----- SUPPLIED RECORDS -----
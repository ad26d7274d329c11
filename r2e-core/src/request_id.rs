//! Request correlation — tags every request/response pair with a UUID so log
//! lines and error responses can be tied back to a single request.
//!
//! # Usage
//!
//! ```ignore
//! .with(RequestIdPlugin::default())
//! ```
//!
//! ```ignore
//! #[get("/whoami")]
//! async fn whoami(&self, id: RequestId) -> Json<String> {
//!     Json(id.to_string())
//! }
//! ```

use axum::extract::FromRequestParts;
use axum::http::request::Parts;
use axum::http::{HeaderName, HeaderValue};
use axum::response::Response;
use std::convert::Infallible;

use crate::builder::AppBuilder;
use crate::plugin::Plugin;

const REQUEST_ID_HEADER: &str = "x-request-id";

/// The correlation ID for the current request.
///
/// Read from the incoming `x-request-id` header when the client supplies
/// one (so a request can be traced across service boundaries); generated
/// fresh otherwise. Extracting it never fails — a handler that doesn't care
/// about request IDs just doesn't take one as a parameter.
#[derive(Debug, Clone, Copy, PartialEq, Eq, Hash)]
pub struct RequestId(pub uuid::Uuid);

impl RequestId {
    pub fn new() -> Self {
        Self(uuid::Uuid::new_v4())
    }
}

impl Default for RequestId {
    fn default() -> Self {
        Self::new()
    }
}

impl std::fmt::Display for RequestId {
    fn fmt(&self, f: &mut std::fmt::Formatter<'_>) -> std::fmt::Result {
        write!(f, "{}", self.0)
    }
}

impl<S> FromRequestParts<S> for RequestId
where
    S: Send + Sync,
{
    type Rejection = Infallible;

    async fn from_request_parts(parts: &mut Parts, _state: &S) -> Result<Self, Self::Rejection> {
        Ok(parts
            .extensions
            .get::<RequestId>()
            .copied()
            .unwrap_or_else(RequestId::new))
    }
}

/// Assigns a [`RequestId`] to every incoming request and echoes it back in
/// the `X-Request-Id` response header.
///
/// Installing this plugin lets handlers extract `RequestId` directly, and
/// makes every response (including error responses produced outside any
/// handler) traceable by that ID.
#[derive(Default)]
pub struct RequestIdPlugin;

impl Plugin for RequestIdPlugin {
    fn install<T: Clone + Send + Sync + 'static>(self, app: AppBuilder<T>) -> AppBuilder<T> {
        app.with_layer_fn(|router| {
            router.layer(axum::middleware::from_fn(assign_request_id))
        })
    }
}

async fn assign_request_id(
    mut req: axum::extract::Request,
    next: crate::http::middleware::Next,
) -> Response {
    let id = req
        .headers()
        .get(REQUEST_ID_HEADER)
        .and_then(|v| v.to_str().ok())
        .and_then(|s| uuid::Uuid::parse_str(s).ok())
        .map(RequestId)
        .unwrap_or_else(RequestId::new);

    req.extensions_mut().insert(id);

    let mut response = next.run(req).await;
    if let Ok(value) = HeaderValue::from_str(&id.to_string()) {
        response
            .headers_mut()
            .insert(HeaderName::from_static(REQUEST_ID_HEADER), value);
    }
    response
}

#[cfg(test)]
mod tests {
    use super::*;

    #[test]
    fn request_id_displays_as_uuid() {
        let id = RequestId::new();
        let parsed = uuid::Uuid::parse_str(&id.to_string());
        assert!(parsed.is_ok());
    }

    #[test]
    fn default_generates_distinct_ids() {
        assert_ne!(RequestId::default(), RequestId::default());
    }
}
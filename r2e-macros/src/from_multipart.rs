use proc_macro2::TokenStream;
use quote::quote;
use syn::{Data, DeriveInput, Fields, Type, PathSegment};

use crate::crate_path::r2e_core_path;

pub fn expand(input: proc_macro::TokenStream) -> proc_macro::TokenStream {
    let input = syn::parse_macro_input!(input as DeriveInput);
    match expand_inner(&input) {
        Ok(tokens) => tokens.into(),
        Err(err) => err.to_compile_error().into(),
    }
}

fn expand_inner(input: &DeriveInput) -> syn::Result<TokenStream> {
    let name = &input.ident;
    let core = r2e_core_path();

    let fields = match &input.data {
        Data::Struct(data) => match &data.fields {
            Fields::Named(named) => &named.named,
            _ => {
                return Err(syn::Error::new_spanned(
                    input,
                    "FromMultipart can only be derived on structs with named fields",
                ))
            }
        },
        _ => {
            return Err(syn::Error::new_spanned(
                input,
                "FromMultipart can only be derived on structs",
            ))
        }
    };

    let mut field_extractions = Vec::new();

    for field in fields {
        let field_name = field.ident.as_ref().unwrap();
        let field_name_str = field_name.to_string();
        let ty = &field.ty;

        let extraction = classify_and_extract(ty, &field_name_str, &core)?;
        field_extractions.push(quote! {
            #field_name: #extraction
        });
    }

    let (impl_generics, ty_generics, where_clause) = input.generics.split_for_impl();

    Ok(quote! {
        impl #impl_generics #core::multipart::FromMultipart for #name #ty_generics #where_clause {
            fn from_multipart(
                mut fields: #core::multipart::MultipartFields,
            ) -> ::std::result::Result<Self, #core::multipart::MultipartError> {
                ::std::result::Result::Ok(Self {
                    #(#field_extractions,)*
                })
            }
        }
    })
}

/// Classify a field type and generate the appropriate extraction code.
fn classify_and_extract(
    ty: &Type,
    field_name: &str,
    core: &TokenStream,
) -> syn::Result<TokenStream> {
    let last_seg = last_path_segment(ty);

    match last_seg.as_deref() {
        // Option<T> — inner extraction, MissingField → None
        Some("Option") => {
            let inner_ty = extract_generic_arg(ty)
                .ok_or_else(|| syn::Error::new_spanned(ty, "Option must have a type argument"))?;
            let inner_seg = last_path_segment(inner_ty);
            match inner_seg.as_deref() {
                Some("UploadedFile") => Ok(quote! {
                    fields.take_file_opt(#field_name)
                }),
                Some("String") => Ok(quote! {
                    fields.take_text_opt(#field_name)
                }),
                Some("Bytes") => Ok(quote! {
                    fields.take_bytes(#field_name).ok()
                }),
                _ => {
                    // Option<T> where T: FromStr
                    Ok(quote! {
                        match fields.take_text_opt(#field_name) {
                            ::std::option::Option::Some(v) => ::std::option::Option::Some(
                                v.parse().map_err(|e: Box<dyn ::std::fmt::Display>| {
                                    #core::multipart::MultipartError::ParseError {
                                        field: #field_name.to_string(),
                                        message: e.to_string(),
                                    }
                                })?
                            ),
                            ::std::option::Option::None => ::std::option::Option::None,
                        }
                    })
                }
            }
        }

        // Vec<UploadedFile>
        Some("Vec") => {
            let inner_ty = extract_generic_arg(ty);
            let inner_seg = inner_ty.and_then(|t| last_path_segment(t));
            match inner_seg.as_deref() {
                Some("UploadedFile") => Ok(quote! {
                    fields.take_files(#field_name)
                }),
                _ => {
                    Err(syn::Error::new_spanned(
                        ty,
                        "FromMultipart: Vec<T> is only supported for Vec<UploadedFile>",
                    ))
                }
            }
        }

        // UploadedFile — required file
        Some("UploadedFile") => Ok(quote! {
            fields.take_file(#field_name)?
        }),

        // String — required text
        Some("String") => Ok(quote! {
            fields.take_text(#field_name)?
        }),

        // Bytes — raw bytes
        Some("Bytes") => Ok(quote! {
            fields.take_bytes(#field_name)?
        }),

        // Anything else (i32, bool, f64, etc.) — text then parse
        _ => Ok(quote! {
            {
                let __val = fields.take_text(#field_name)?;
                __val.parse().map_err(|e| {
                    #core::multipart::MultipartError::ParseError {
                        field: #field_name.to_string(),
                        message: ::std::string::ToString::to_string(&e),
                    }
                })?
            }
        }),
    }
}

/// Extract the last segment name from a type path (e.g. `Option` from `std::option::Option<T>`).
fn last_path_segment(ty: &Type) -> Option<String> {
    if let Type::Path(type_path) = ty {
        type_path
            .path
            .segments
            .last()
            .map(|seg| seg.ident.to_string())
    } else {
        None
    }
}

/// Extract the first generic argument from a type (e.g. `T` from `Option<T>` or `Vec<T>`).
fn extract_generic_arg(ty: &Type) -> Option<&Type> {
    if let Type::Path(type_path) = ty {
        let seg: &PathSegment = type_path.path.segments.last()?;
        if let syn::PathArguments::AngleBracketed(args) = &seg.arguments {
            if let Some(syn::GenericArgument::Type(inner)) = args.args.first() {
                return Some(inner);
            }
        }
    }
    None
}
use colored::Colorize;
use dialoguer::MultiSelect;
use std::fs;
use std::path::Path;

use super::templates;

/// Resolved project options after CLI flag parsing or interactive prompts.
pub struct ProjectOptions {
    pub name: String,
    pub ws: bool,
    pub multipart: bool,
    pub validation: bool,
}

/// Raw CLI flags for `r2e new`, before resolution into [`ProjectOptions`].
pub struct CliNewOpts {
    pub ws: bool,
    pub multipart: bool,
    pub validation: bool,
    pub full: bool,
    pub no_interactive: bool,
}

impl CliNewOpts {
    fn has_any_flag(&self) -> bool {
        self.ws || self.multipart || self.validation
    }
}

/// Create a new R2E project.
///
/// Resolves feature flags from `cli_opts`:
/// - `--full` enables `ws`, `multipart`, and `validation`.
/// - `--no-interactive` or any explicit flag uses provided values.
/// - Otherwise, prompts interactively with `dialoguer`.
///
/// Creates the project directory and all scaffold files (Cargo.toml, main.rs,
/// state.rs, hello controller, application.yaml, etc.).
pub fn run(name: &str, cli_opts: CliNewOpts) -> Result<(), Box<dyn std::error::Error>> {
    let opts = if cli_opts.full {
        ProjectOptions {
            name: name.to_string(),
            ws: true,
            multipart: true,
            validation: true,
        }
    } else if cli_opts.no_interactive || cli_opts.has_any_flag() {
        ProjectOptions {
            name: name.to_string(),
            ws: cli_opts.ws,
            multipart: cli_opts.multipart,
            validation: cli_opts.validation,
        }
    } else {
        prompt_options(name)?
    };

    generate_project(&opts)
}

fn prompt_options(name: &str) -> Result<ProjectOptions, Box<dyn std::error::Error>> {
    println!(
        "{} Creating a new R2E project: {}",
        "->".blue(),
        name.green()
    );
    println!();

    let feature_choices = &["WebSocket support", "Multipart uploads", "Request validation"];
    let selected = MultiSelect::new()
        .with_prompt("Select features (space to toggle, enter to confirm)")
        .items(feature_choices)
        .interact()?;

    Ok(ProjectOptions {
        name: name.to_string(),
        ws: selected.contains(&0),
        multipart: selected.contains(&1),
        validation: selected.contains(&2),
    })
}

fn generate_project(opts: &ProjectOptions) -> Result<(), Box<dyn std::error::Error>> {
    let project_dir = Path::new(&opts.name);
    if project_dir.exists() {
        return Err(format!("Directory '{}' already exists", opts.name).into());
    }

    println!(
        "{} Creating new R2E project: {}",
        "->".blue(),
        opts.name.green()
    );

    fs::create_dir_all(project_dir.join("src/controllers"))?;

    fs::write(
        project_dir.join("Cargo.toml"),
        templates::project::cargo_toml(opts),
    )?;

    fs::write(
        project_dir.join("src/state.rs"),
        templates::project::state_rs(opts),
    )?;

    fs::write(
        project_dir.join("src/main.rs"),
        templates::project::main_rs(opts),
    )?;

    fs::write(
        project_dir.join("src/controllers/hello.rs"),
        templates::project::hello_controller(),
    )?;
    fs::write(
        project_dir.join("src/controllers/mod.rs"),
        "pub mod hello;\n",
    )?;

    fs::write(
        project_dir.join("application.yaml"),
        templates::project::application_yaml(opts),
    )?;

    fs::write(project_dir.join(".gitignore"), "/target\n")?;

    println!(
        "{} Project '{}' created successfully!",
        "v".green(),
        opts.name.green()
    );
    println!();
    println!("  cd {}", opts.name);
    println!("  cargo run");
    println!();
    println!("  Health:   {}", "http://localhost:8080/health".cyan());

    Ok(())
}
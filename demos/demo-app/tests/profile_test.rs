use demo_app::state::AppState;
use r2e_test::TestApp;
use serde_json::Value;

#[tokio::test]
async fn profile_echoes_path_query_and_injected_dependency() {
    let app = TestApp::from_builder(demo_app::build_app(AppState::new()));

    let resp = app.get("/profile/42?verbose=true").await;
    resp.assert_ok();

    let body: Value = resp.json();
    assert_eq!(body["pid"], 42);
    assert_eq!(body["verbose"], true);
    assert_eq!(body["greeting"], "hello from r2e");
}

#[tokio::test]
async fn profile_query_defaults_to_false_when_omitted() {
    let app = TestApp::from_builder(demo_app::build_app(AppState::new()));

    let resp = app.get("/profile/7").await;
    resp.assert_ok();

    let body: Value = resp.json();
    assert_eq!(body["pid"], 7);
    assert_eq!(body["verbose"], false);
}
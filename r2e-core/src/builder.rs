use crate::beans::{AsyncBean, Bean, BeanRegistry, BeanState, Producer};
use crate::controller::Controller;
use crate::error::AppError;
use crate::lifecycle::{ShutdownHook, StartupHook};
use crate::meta::MetaRegistry;
use crate::service::ServiceComponent;
#[allow(deprecated)]
use crate::plugin::{DeferredAction, DeferredContext, DeferredInstallContext, DeferredPlugin, Plugin, RawPreStatePlugin};
use crate::type_list::{AllSatisfied, BuildableFrom, TAppend, TCons, TNil};
use std::any::{Any, TypeId};
use std::collections::HashMap;
use std::marker::PhantomData;
use std::sync::{Arc, Mutex};
use tokio_util::sync::CancellationToken;
use tracing::info;

type ConsumerReg<T> =
    Box<dyn FnOnce(T) -> std::pin::Pin<Box<dyn std::future::Future<Output = ()> + Send>> + Send>;

type LayerFn = Box<dyn FnOnce(crate::http::Router) -> crate::http::Router + Send>;

/// A meta consumer that drains typed metadata from the registry and returns
/// a router fragment to be merged into the application.
type MetaConsumer<T> = Box<dyn FnOnce(&MetaRegistry) -> crate::http::Router<T> + Send>;

/// A serve hook that receives tasks and starts them.
/// Tasks already have their state captured, so only the token is needed.
type ServeHook = Box<dyn FnOnce(Vec<Box<dyn Any + Send>>, CancellationToken) + Send>;

/// Marker type: application state has not been set yet.
///
/// `AppBuilder<NoState>` is the initial phase returned by [`AppBuilder::new()`].
/// Call [`.with_state()`](AppBuilder::with_state) or [`.build_state()`](AppBuilder::build_state)
/// to transition to `AppBuilder<T>`.
#[derive(Clone)]
pub struct NoState;

/// Shared configuration that is independent of the application state type.
struct BuilderConfig {
    config: Option<crate::config::R2eConfig>,
    custom_layers: Vec<LayerFn>,
    bean_registry: BeanRegistry,
    /// Deferred actions to be executed after state resolution.
    deferred_actions: Vec<DeferredAction>,
    /// Legacy deferred plugins (deprecated, for backward compatibility).
    #[allow(deprecated)]
    deferred_plugins: Vec<DeferredPlugin>,
    /// Plugin data storage (type-erased, keyed by TypeId).
    plugin_data: HashMap<TypeId, Box<dyn Any + Send + Sync>>,
    /// Name of the last plugin that should be installed last (for ordering validation).
    last_plugin_name: Option<&'static str>,
    /// Whether to install a trailing-slash normalization fallback.
    normalize_path: bool,
}

/// Builder for assembling a R2E application.
///
/// Collects state, controller routes, and Tower layers, then produces an
/// `axum::Router` (or starts serving directly) with everything wired together.
///
/// # Two-phase builder
///
/// The builder starts in the `NoState` phase (`AppBuilder<NoState>`), where
/// you can call [`provide()`](Self::provide), [`with_bean()`](Self::with_bean),
/// and state-independent configuration methods. Transition to a typed phase
/// via:
///
/// - [`.with_state(state)`](AppBuilder::<NoState>::with_state) — provide a pre-built state directly.
/// - [`.build_state::<S>()`](AppBuilder::<NoState>::build_state) — resolve the bean graph and build state.
///
/// Once in the typed phase (`AppBuilder<T>`), you can register controllers,
/// install plugins via [`.with()`](Self::with), add hooks, and call `.build()`
/// or `.serve()`.
pub struct AppBuilder<T: Clone + Send + Sync + 'static = NoState, P = TNil, R = TNil> {
    shared: BuilderConfig,
    state: Option<T>,
    routes: Vec<crate::http::Router<T>>,
    pre_auth_guard_fns: Vec<Box<dyn FnOnce(crate::http::Router<T>, &T) -> crate::http::Router<T> + Send>>,
    startup_hooks: Vec<StartupHook<T>>,
    shutdown_hooks: Vec<ShutdownHook>,
    meta_registry: MetaRegistry,
    meta_consumers: Vec<MetaConsumer<T>>,
    consumer_registrations: Vec<ConsumerReg<T>>,
    /// Serve hooks from plugins (called when server starts).
    /// Tasks already capture their state, so only the token is needed.
    serve_hooks: Vec<ServeHook>,
    /// Shutdown hooks from plugins.
    plugin_shutdown_hooks: Vec<Box<dyn FnOnce() + Send>>,
    _provided: PhantomData<P>,
    _required: PhantomData<R>,
}
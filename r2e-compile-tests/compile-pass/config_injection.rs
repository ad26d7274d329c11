use r2e::prelude::*;

#[derive(Clone)]
pub struct AppState {
    pub config: R2eConfig,
}

impl FromRef<AppState> for R2eConfig {
    fn from_ref(state: &AppState) -> Self {
        state.config.clone()
    }
}

#[derive(Controller)]
#[controller(path = "/cfg", state = AppState)]
pub struct ConfigController {
    #[config("app.name")]
    name: String,
    #[config("app.debug")]
    debug: bool,
    #[config("app.optional")]
    optional: Option<String>,
}

#[routes]
impl ConfigController {
    #[get("/name")]
    async fn get_name(&self) -> String {
        self.name.clone()
    }
}

fn main() {}
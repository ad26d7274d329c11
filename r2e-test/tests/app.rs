use r2e_test::resolve_path;
use serde_json::{json, Value};

#[test]
fn test_resolve_simple_field() {
    let v = json!({"name": "Alice"});
    assert_eq!(resolve_path(&v, "name"), json!("Alice"));
}

#[test]
fn test_resolve_nested_field() {
    let v = json!({"user": {"name": "Bob"}});
    assert_eq!(resolve_path(&v, "user.name"), json!("Bob"));
}

#[test]
fn test_resolve_array_index() {
    let v = json!({"users": ["Alice", "Bob"]});
    assert_eq!(resolve_path(&v, "users[0]"), json!("Alice"));
    assert_eq!(resolve_path(&v, "users[1]"), json!("Bob"));
}

#[test]
fn test_resolve_array_nested() {
    let v = json!({"groups": [{"name": "admin", "tags": ["a", "b"]}]});
    assert_eq!(resolve_path(&v, "groups[0].name"), json!("admin"));
    assert_eq!(resolve_path(&v, "groups[0].tags[1]"), json!("b"));
}

#[test]
fn test_resolve_len() {
    let v = json!({"items": [1, 2, 3]});
    assert_eq!(resolve_path(&v, "items.len()"), json!(3));
}

#[test]
fn test_resolve_size() {
    let v = json!({"items": [1, 2]});
    assert_eq!(resolve_path(&v, "items.size()"), json!(2));
}

#[test]
fn test_resolve_nested_len() {
    let v = json!({"groups": [{"tags": ["a", "b", "c"]}]});
    assert_eq!(resolve_path(&v, "groups[0].tags.len()"), json!(3));
}

#[test]
fn test_resolve_missing_field() {
    let v = json!({"name": "Alice"});
    assert_eq!(resolve_path(&v, "missing"), Value::Null);
}

#[test]
fn test_resolve_object_len() {
    let v = json!({"meta": {"a": 1, "b": 2}});
    assert_eq!(resolve_path(&v, "meta.len()"), json!(2));
}
//! Runtime support for `#[derive(Params)]` — aggregated path/query/header
//! parameter structs extracted in one shot via [`FromRequestParts`](crate::http::extract::FromRequestParts).

use std::borrow::Cow;
use std::marker::PhantomData;

use crate::http::response::{IntoResponse, Response};
use crate::http::{Json, StatusCode};
use crate::meta::ParamInfo;

/// Error type for parameter extraction failures in `#[derive(Params)]`.
#[derive(Debug)]
pub struct ParamError {
    pub message: String,
}

impl std::fmt::Display for ParamError {
    fn fmt(&self, f: &mut std::fmt::Formatter<'_>) -> std::fmt::Result {
        write!(f, "{}", self.message)
    }
}

impl IntoResponse for ParamError {
    fn into_response(self) -> Response {
        let body = serde_json::json!({ "error": self.message });
        (StatusCode::BAD_REQUEST, Json(body)).into_response()
    }
}

impl From<ParamError> for Response {
    fn from(err: ParamError) -> Self {
        err.into_response()
    }
}

/// Parse a query string into key-value pairs.
pub fn parse_query_string(query: Option<&str>) -> Vec<(String, String)> {
    match query {
        Some(q) => form_urlencoded::parse(q.as_bytes())
            .map(|(k, v)| (k.into_owned(), v.into_owned()))
            .collect(),
        None => Vec::new(),
    }
}

/// Compose a nesting prefix with a field name: `(prefix, name) -> "prefix.name"`.
///
/// An empty prefix returns the bare name, so a top-level `#[derive(Params)]`
/// struct composes the same way a nested one does.
pub fn prefixed_key<'a>(prefix: &str, name: &'a str) -> Cow<'a, str> {
    if prefix.is_empty() {
        Cow::Borrowed(name)
    } else {
        Cow::Owned(format!("{}.{}", prefix, name))
    }
}

/// Extraction with an explicit nesting prefix, threaded through by
/// `#[params(prefix = "...")]`/`#[params]` (flatten) fields so query keys
/// compose predictably across nested structs.
///
/// `#[derive(Params)]` emits this impl for every annotated struct; the plain
/// [`FromRequestParts`](crate::http::extract::FromRequestParts) impl it also
/// emits just calls `extract_prefixed` with an empty prefix.
pub trait PrefixedExtract<State>: Sized {
    fn extract_prefixed(
        parts: &mut crate::http::header::Parts,
        state: &State,
        prefix: &str,
    ) -> impl std::future::Future<Output = Result<Self, Response>> + Send;
}

/// Reports the path/query/header parameters a `#[derive(Params)]` struct
/// extracts, for OpenAPI metadata generation.
pub trait ParamsMetadata {
    fn param_infos() -> Vec<ParamInfo>;
}

/// Autoref-specialization probe used by `#[routes]` to collect `ParamInfo`s
/// from handler parameter types without requiring every type to implement
/// [`ParamsMetadata`].
///
/// `&__ParamMetaProbe::<T>` resolves to the inherent `param_infos` method
/// when `T: ParamsMetadata` (closer match), falling back to the
/// [`__NoParamsMeta`] blanket trait method (returning an empty `Vec`)
/// otherwise.
#[doc(hidden)]
pub struct __ParamMetaProbe<T>(pub PhantomData<T>);

#[doc(hidden)]
pub trait __NoParamsMeta {
    fn param_infos(&self) -> Vec<ParamInfo> {
        Vec::new()
    }
}

impl<T> __NoParamsMeta for &__ParamMetaProbe<T> {}

impl<T: ParamsMetadata> __ParamMetaProbe<T> {
    pub fn param_infos(&self) -> Vec<ParamInfo> {
        T::param_infos()
    }
}

#[cfg(test)]
mod tests {
    use super::*;

    #[test]
    fn prefixed_key_composes_only_when_nonempty() {
        assert_eq!(prefixed_key("", "page"), "page");
        assert_eq!(prefixed_key("pagination", "page"), "pagination.page");
    }

    #[test]
    fn parse_query_string_decodes_pairs() {
        let pairs = parse_query_string(Some("a=1&b=two%20words"));
        assert_eq!(
            pairs,
            vec![
                ("a".to_string(), "1".to_string()),
                ("b".to_string(), "two words".to_string()),
            ]
        );
    }

    #[test]
    fn parse_query_string_empty_on_none() {
        assert!(parse_query_string(None).is_empty());
    }
}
-----
WHAT TO DO -> Scan the data above and copy every line with "AppBuilder" in it.

RESPONSE BELOW ->
use crate::builder::AppBuilder;
    fn install<T: Clone + Send + Sync + 'static>(self, app: AppBuilder<T>) -> AppBuilder<T> {
/// `AppBuilder<NoState>` is the initial phase returned by [`AppBuilder::new()`].
/// Call [`.with_state()`](AppBuilder::with_state) or [`.build_state()`](AppBuilder::build_state)
/// to transition to `AppBuilder<T>`.
/// The builder starts in the `NoState` phase (`AppBuilder<NoState>`), where
/// - [`.with_state(state)`](AppBuilder::<NoState>::with_state) — provide a pre-built state directly.
/// - [`.build_state::<S>()`](AppBuilder::<NoState>::build_state) — resolve the bean graph and build state.
/// Once in the typed phase (`AppBuilder<T>`), you can register controllers,
pub struct AppBuilder<T: Clone + Send + Sync + 'static = NoState, P = TNil, R = TNil> {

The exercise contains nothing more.